The implementation of learnerships requires three central role players, namely the learner, the employer and the training provider. Learnerships in South Africa can be industry funded or SETA (Sector Education and Training Authority) funded. A critical element of the learnership model is the workplace component as this is what differentiates learnerships from other models of learning. A learnership allows learners to acquire experience as they must spend 70% of the learnership period in the workplace where they must apply the knowledge gained in the classroom. This ensures that by the end of the learnership programme, the learner would have gained workplace experience as well as a qualification.
Learnerships are critical in fulfilling the Skills Development component of B-BBEE. Proper implementation of learnerships will enable companies to maximise their B-BBEE points. This also ensures industry involvement in the country’s skills development mandate.
The learnership tax incentive, as provided for in section 12(H) of the Income Tax Act 58 of 1962, serves as an effective impetus for industry to become involved in the implementation of learnerships as companies can earn learnership tax rebates when doing so.
The success of the learnership implementation process is guided by the legislative backing created to regulate the scheme amongst the role players, namely the learner, the SETAs, the training provider and the employer. For industry-funded learnerships, the employer plays a dual role as the sponsor of the programme as well the workplace provider who should ensure that the learner is able to implement in practice the theoretical knowledge they acquire in the classroom. The learnership contracts can therefore be referred to as tripartite contracts or agreements as they guide the relationship among the three main role players in the learnership programme, namely the learner, the employer and the training provider. The SETAs regulate the relationships among these three role players.

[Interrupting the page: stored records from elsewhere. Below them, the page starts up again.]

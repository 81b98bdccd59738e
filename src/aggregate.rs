//! Schema discovery and normalization of analysis outcomes.
//!
//! [`aggregate`] turns a list of [`Outcome`]s, each carrying its own set of
//! findings, into rectangular [`NormalizedRecord`]s: every record holds the
//! metadata columns plus one column per technology seen anywhere in the run.
//!
//! Column keys come from [`column_key`]. Two different technology names can
//! sanitize to the same key (`React` and `react`); the later finding then
//! overwrites the earlier one in that record. This is kept for compatibility
//! with existing reports and is a known sharp edge.
//!
//! # Example
//!
//! ```
//! use techsweep::aggregate::{aggregate, AggregateOptions};
//! use techsweep::{Analysis, Finding, Outcome, Target};
//!
//! let target = Target::parse("example.com").unwrap();
//! let finding = Finding::new("jQuery", Some("3.5.1"), target.clone());
//! let outcomes = vec![Outcome::success(target, Analysis::new(vec![finding]))];
//!
//! let aggregation = aggregate(&outcomes, AggregateOptions::default());
//! assert_eq!(aggregation.records[0].get("Jquery"), Some("Detected, version 3.5.1"));
//! ```

use crate::error::AnalysisError;
use crate::model::{Outcome, Target};
use serde::{Deserialize, Serialize};
use std::collections::{BTreeMap, BTreeSet};

/// Metadata column holding the last URL visited for the target.
pub const LAST_URL_COLUMN: &str = "Last_Url";

/// Metadata column holding the visited URL trail with statuses.
pub const URLS_COLUMN: &str = "Urls";

/// Metadata columns, in the order they lead every table.
pub const METADATA_COLUMNS: [&str; 2] = [LAST_URL_COLUMN, URLS_COLUMN];

/// One row of the output table.
#[derive(Debug, Clone, Default, PartialEq, Eq, Serialize, Deserialize)]
#[serde(transparent)]
pub struct NormalizedRecord(BTreeMap<String, String>);

impl NormalizedRecord {
    pub fn new() -> Self {
        Self::default()
    }

    pub fn get(&self, column: &str) -> Option<&str> {
        self.0.get(column).map(String::as_str)
    }

    /// Sets `column`, replacing any previous value.
    pub fn insert(&mut self, column: impl Into<String>, value: impl Into<String>) {
        self.0.insert(column.into(), value.into());
    }

    pub fn columns(&self) -> impl Iterator<Item = &str> {
        self.0.keys().map(String::as_str)
    }

    pub fn len(&self) -> usize {
        self.0.len()
    }

    pub fn is_empty(&self) -> bool {
        self.0.is_empty()
    }
}

/// The ordered column set of one run: metadata first, then technologies.
#[derive(Debug, Clone, Default, PartialEq, Eq)]
pub struct Schema {
    technologies: Vec<String>,
}

impl Schema {
    /// Technology columns, sorted.
    pub fn technologies(&self) -> &[String] {
        &self.technologies
    }

    /// All columns in table order.
    pub fn columns(&self) -> impl Iterator<Item = &str> {
        METADATA_COLUMNS
            .iter()
            .copied()
            .chain(self.technologies.iter().map(String::as_str))
    }
}

/// Options for [`aggregate`].
#[derive(Debug, Clone, Copy)]
pub struct AggregateOptions {
    /// Keep a metadata-only record for targets where nothing was detected.
    pub keep_empty: bool,
}

impl Default for AggregateOptions {
    fn default() -> Self {
        Self { keep_empty: true }
    }
}

/// Result of normalizing a run.
#[derive(Debug, Clone, Default)]
pub struct Aggregation {
    pub schema: Schema,
    pub records: Vec<NormalizedRecord>,
    /// Targets that failed, with their cause, in outcome order.
    pub failures: Vec<(Target, AnalysisError)>,
}

impl Aggregation {
    /// True when the run produced no usable results.
    pub fn is_empty(&self) -> bool {
        self.records.is_empty()
    }
}

/// Normalizes `outcomes` into rectangular records.
///
/// Records follow outcome order; failed outcomes produce no record and
/// are listed in [`Aggregation::failures`].
pub fn aggregate(outcomes: &[Outcome], options: AggregateOptions) -> Aggregation {
    let keys: BTreeSet<String> = outcomes
        .iter()
        .filter_map(|o| o.result.as_ref().ok())
        .flat_map(|analysis| analysis.findings.iter())
        .map(|finding| column_key(&finding.name))
        .collect();
    // A technology named like a metadata column shares that column.
    let technologies: Vec<String> = keys
        .into_iter()
        .filter(|k| !METADATA_COLUMNS.contains(&k.as_str()))
        .collect();

    let mut records = Vec::new();
    let mut failures = Vec::new();

    for outcome in outcomes {
        let analysis = match &outcome.result {
            Ok(analysis) => analysis,
            Err(e) => {
                failures.push((outcome.target.clone(), e.clone()));
                continue;
            }
        };

        if analysis.findings.is_empty() && !options.keep_empty {
            continue;
        }

        let mut record = NormalizedRecord::new();

        let last_url = analysis
            .visits
            .last()
            .map(|v| v.url.clone())
            .unwrap_or_else(|| outcome.target.to_string());
        let urls = if analysis.visits.is_empty() {
            outcome.target.to_string()
        } else {
            analysis
                .visits
                .iter()
                .map(ToString::to_string)
                .collect::<Vec<_>>()
                .join("\n")
        };
        record.insert(LAST_URL_COLUMN, last_url);
        record.insert(URLS_COLUMN, urls);

        for finding in &analysis.findings {
            record.insert(column_key(&finding.name), finding.render());
        }

        records.push(with_defaults(record, &technologies, ""));
    }

    Aggregation {
        schema: Schema { technologies },
        records,
        failures,
    }
}

/// Returns `record` with every key in `keys` present, missing ones set to `default`.
pub fn with_defaults(mut record: NormalizedRecord, keys: &[String], default: &str) -> NormalizedRecord {
    for key in keys {
        record.0.entry(key.clone()).or_insert_with(|| default.to_string());
    }
    record
}

/// Derives a column key from a technology name.
///
/// Drops everything outside `[0-9A-Za-z_]`, prefixes `_` when the result
/// is empty or starts with a digit, then titleizes it.
pub fn column_key(name: &str) -> String {
    let cleaned: String = name
        .chars()
        .filter(|c| c.is_ascii_alphanumeric() || *c == '_')
        .collect();

    let key = match cleaned.chars().next() {
        None => "_".to_string(),
        Some(c) if c.is_ascii_digit() => format!("_{}", cleaned),
        Some(_) => cleaned,
    };

    titleize(&key)
}

/// Upper-cases the first letter of every run of letters and lower-cases the rest.
pub fn titleize(s: &str) -> String {
    let mut out = String::with_capacity(s.len());
    let mut previous_is_letter = false;

    for c in s.chars() {
        if c.is_alphabetic() {
            if previous_is_letter {
                out.extend(c.to_lowercase());
            } else {
                out.extend(c.to_uppercase());
            }
            previous_is_letter = true;
        } else {
            out.push(c);
            previous_is_letter = false;
        }
    }

    out
}

#[cfg(test)]
mod tests {
    use super::*;
    use crate::model::{Analysis, Finding, Visit};
    use std::time::Duration;

    fn target(s: &str) -> Target {
        Target::parse(s).unwrap()
    }

    fn success(host: &str, findings: &[(&str, Option<&str>)]) -> Outcome {
        let t = target(host);
        let findings = findings
            .iter()
            .map(|(name, version)| Finding::new(*name, *version, t.clone()))
            .collect();
        Outcome::success(t, Analysis::new(findings))
    }

    #[test]
    fn test_column_key() {
        assert_eq!(column_key("jQuery"), "Jquery");
        assert_eq!(column_key("React"), "React");
        assert_eq!(column_key("react-dom"), "Reactdom");
        assert_eq!(column_key("Google Analytics"), "Googleanalytics");
        assert_eq!(column_key("1C-Bitrix"), "_1Cbitrix");
        assert_eq!(column_key("Node.js"), "Nodejs");
        assert_eq!(column_key("some_lib"), "Some_Lib");
        assert_eq!(column_key("日本"), "_");
        assert_eq!(column_key(""), "_");
    }

    #[test]
    fn test_titleize_is_idempotent() {
        for name in ["Last_Url", "Urls", "Some_Lib", "_1Cbitrix", "Jquery"] {
            assert_eq!(titleize(name), name);
        }
    }

    #[test]
    fn test_single_finding_with_version() {
        let outcomes = vec![success("example.com", &[("jQuery", Some("3.5.1"))])];
        let aggregation = aggregate(&outcomes, AggregateOptions::default());

        assert_eq!(aggregation.records.len(), 1);
        let record = &aggregation.records[0];
        assert_eq!(record.get("Jquery"), Some("Detected, version 3.5.1"));
        assert_eq!(record.get(LAST_URL_COLUMN), Some("http://example.com"));
        assert_eq!(record.get(URLS_COLUMN), Some("http://example.com"));
    }

    #[test]
    fn test_failures_excluded_but_reported() {
        let outcomes = vec![
            success("a.com", &[("Nginx", None)]),
            Outcome::failure(target("b.com"), AnalysisError::Timeout(Duration::from_secs(5))),
        ];
        let aggregation = aggregate(&outcomes, AggregateOptions::default());

        assert_eq!(aggregation.records.len(), 1);
        assert_eq!(aggregation.failures.len(), 1);
        assert_eq!(aggregation.failures[0].0.as_str(), "http://b.com");
        assert_eq!(aggregation.failures[0].1.kind(), "timeout");
    }

    #[test]
    fn test_records_are_rectangular() {
        let outcomes = vec![
            success("a.com", &[("React", None), ("Nginx", Some("1.2"))]),
            success("b.com", &[("react-dom", Some("18"))]),
            success("c.com", &[]),
        ];
        let aggregation = aggregate(&outcomes, AggregateOptions::default());

        assert_eq!(
            aggregation.schema.technologies(),
            &["Nginx".to_string(), "React".to_string(), "Reactdom".to_string()]
        );
        let first: Vec<_> = aggregation.records[0].columns().collect();
        for record in &aggregation.records {
            assert_eq!(record.columns().collect::<Vec<_>>(), first);
        }
        assert_eq!(aggregation.records[1].get("React"), Some(""));
        assert_eq!(aggregation.records[1].get("Reactdom"), Some("Detected, version 18"));
    }

    #[test]
    fn test_colliding_names_last_write_wins() {
        let outcomes = vec![success("a.com", &[("React", Some("16")), ("react", Some("18"))])];
        let aggregation = aggregate(&outcomes, AggregateOptions::default());

        assert_eq!(aggregation.schema.technologies().len(), 1);
        assert_eq!(aggregation.records[0].get("React"), Some("Detected, version 18"));
    }

    #[test]
    fn test_empty_findings_policy() {
        let outcomes = vec![success("a.com", &[]), success("b.com", &[("Nginx", None)])];

        let kept = aggregate(&outcomes, AggregateOptions { keep_empty: true });
        assert_eq!(kept.records.len(), 2);
        assert_eq!(kept.records[0].get("Nginx"), Some(""));

        let dropped = aggregate(&outcomes, AggregateOptions { keep_empty: false });
        assert_eq!(dropped.records.len(), 1);
        assert_eq!(dropped.records[0].get(LAST_URL_COLUMN), Some("http://b.com"));
    }

    #[test]
    fn test_visit_trail_metadata() {
        let t = target("example.com");
        let analysis = Analysis::new(vec![]).with_visits(vec![
            Visit::new("http://example.com/", Some(301)),
            Visit::new("https://www.example.com/", Some(200)),
        ]);
        let aggregation = aggregate(&[Outcome::success(t, analysis)], AggregateOptions::default());

        let record = &aggregation.records[0];
        assert_eq!(record.get(LAST_URL_COLUMN), Some("https://www.example.com/"));
        assert_eq!(
            record.get(URLS_COLUMN),
            Some("http://example.com/ (301)\nhttps://www.example.com/ (200)")
        );
    }

    #[test]
    fn test_aggregate_is_idempotent() {
        let outcomes = vec![
            success("a.com", &[("PHP", Some("8.1")), ("Nginx", None)]),
            Outcome::failure(target("b.com"), AnalysisError::Execution("x".into())),
            success("c.com", &[("WordPress", Some("6.4"))]),
        ];

        let first = aggregate(&outcomes, AggregateOptions::default());
        let second = aggregate(&outcomes, AggregateOptions::default());
        assert_eq!(first.records, second.records);
        assert_eq!(first.schema, second.schema);
    }

    #[test]
    fn test_no_usable_results() {
        let outcomes = vec![Outcome::failure(
            target("a.com"),
            AnalysisError::Unavailable("docker".into()),
        )];
        assert!(aggregate(&outcomes, AggregateOptions::default()).is_empty());
        assert!(aggregate(&[], AggregateOptions::default()).is_empty());
    }

    #[test]
    fn test_with_defaults_keeps_existing_values() {
        let mut record = NormalizedRecord::new();
        record.insert("A", "x");
        let record = with_defaults(record, &["A".to_string(), "B".to_string()], "");
        assert_eq!(record.get("A"), Some("x"));
        assert_eq!(record.get("B"), Some(""));
        assert_eq!(record.len(), 2);
    }

    #[test]
    fn test_schema_columns_lead_with_metadata() {
        let outcomes = vec![success("a.com", &[("Nginx", None)])];
        let aggregation = aggregate(&outcomes, AggregateOptions::default());
        let columns: Vec<_> = aggregation.schema.columns().collect();
        assert_eq!(columns, vec!["Last_Url", "Urls", "Nginx"]);
    }
}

The Skills Development component of B-BBEE is critical for companies to comply with B-BBEE legislation. Learnerships can maximise a company’s B-BBEE score for the Skills Development component and earn tax rebates for employers. Most employers, however, shy away from implementing learnerships because the process is cumbersome and involves a lot of administrative work. SERR Synergy recognises that industry involvement in learnerships is critical and therefore performs the supportive role of effectively managing learnerships for its clients by ensuring that all legislative processes are followed and by dealing with all the administrative work that comes with the implementation of learnerships according to the company’s B-BBEE requirements.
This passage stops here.